**Exercise**
Look for "fraction" in each line of the records, and copy the lines that have it.

**Given data**
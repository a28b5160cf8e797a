//! Progress Bar Component

use leptos::prelude::*;

/// Horizontal bar filled to `fraction` (0 to 1)
#[component]
pub fn ProgressBar(fraction: f64) -> impl IntoView {
    let width = (fraction.clamp(0.0, 1.0) * 100.0).round();

    view! {
        <div class="progress-bar">
            <div class="progress-bar-fill" style=format!("width: {}%;", width)></div>
        </div>
    }
}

**Written response**
/// Horizontal bar filled to `fraction` (0 to 1)
pub fn ProgressBar(fraction: f64) -> impl IntoView {
    let width = (fraction.clamp(0.0, 1.0) * 100.0).round();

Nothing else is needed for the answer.